El monumento del Sagrado Corazón en Bilbao, y su simbolismo, fue protagonista anticipado del llamamiento a abrir las puertas a Cristo, y no excluir su presencia y valores de nuestro vivir cotidiano. En efecto: a los dos años de instaurarse la República, en febrero de 1933, la corporación Municipal planteó, en una votación, derruir imagen y obelisco. Esto provocó reiteradas manifestaciones de protesta de numerosos ciudadanos, y un recurso contencioso-administrativo. Tres meses después, el 20 de mayo el intento de demolición quedó anulado. Buen ejemplo de sana ciudadanía y de laicidad −que no laicismo− para cualquier Estado que mire por la libertad y bien común de sus ciudadanos, sean creyentes de cualquier religión, agnósticos, ateos, o indiferentes. Ejemplo de vivísima actualidad y digno de seguir, para que cruces y símbolos cristianos no desaparezcan y menos aún, como ya ha sucedido, terminen arrojados en un estercolero.

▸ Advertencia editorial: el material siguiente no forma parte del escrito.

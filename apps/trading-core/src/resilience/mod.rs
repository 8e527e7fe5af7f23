//! Resilience patterns for broker calls.
//!
//! - [`rate_limiter`]: token bucket bounding the outbound call rate
//! - [`retry`]: failure classification and exponential-backoff retry
//! - [`circuit_breaker`]: fail fast while the broker is down

mod circuit_breaker;
mod rate_limiter;
mod retry;

pub use circuit_breaker::{CircuitBreaker, CircuitBreakerConfig, CircuitBreakerMetrics, CircuitState};
pub use rate_limiter::{RateLimiterStats, TokenBucket};
pub use retry::{
    BackoffCalculator, Classification, ErrorCategory, RetryPolicy, classify_error,
    classify_message, retry_with_backoff,
};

Hasta el emplazamiento que acoge el monumento al Sagrado Corazón es como un grito silencioso −valga el oxímoron−, en defensa de la amable convivencia entre las personas y de respeto de símbolos y sentimientos religiosos, aunque no se compartan. El obelisco se eleva, justamente, en la glorieta donde confluyen como dándose la mano, dos grandes avenidas: una lleva el nombre del fundador de la Villa de Bilbao; la otra, el de un hijo nacido en ella, fundador de una conocida formación política. Y Cristo, Fundador −esta vez con mayúscula−, de la Familia de Dios en la tierra, bendice desde su altura y sin exclusivismos, a cuantos trabajen por el bien común y respeten la dignidad de la persona, al margen de sus libres opciones temporales del tipo que sean. Solo si esas opciones contradicen los valores opuestos a una sana antropología y laicidad, serán ellas mismas las que se excluyan porque, en su esencia, irían contra la dignidad del hombre: ya sean ataques contra su vida naciente en el seno materno, o en sus fases finales, agresiones físicas o verbales por discrepancias en cuestiones temporales, etc.
Vale la pena hacer eco a la petición de Juan Pablo II para abrir a Cristo las puertas del corazón -o, al menos, a sus propuestas de vida-, y dejarle viajar con nosotros. Por lo demás, para los cristianos que ya lo hemos hecho, baste recordar que el viaje dura toda la vida; y que siempre podremos abrirnos más y mejor a los requerimientos concretos de su amor infinito.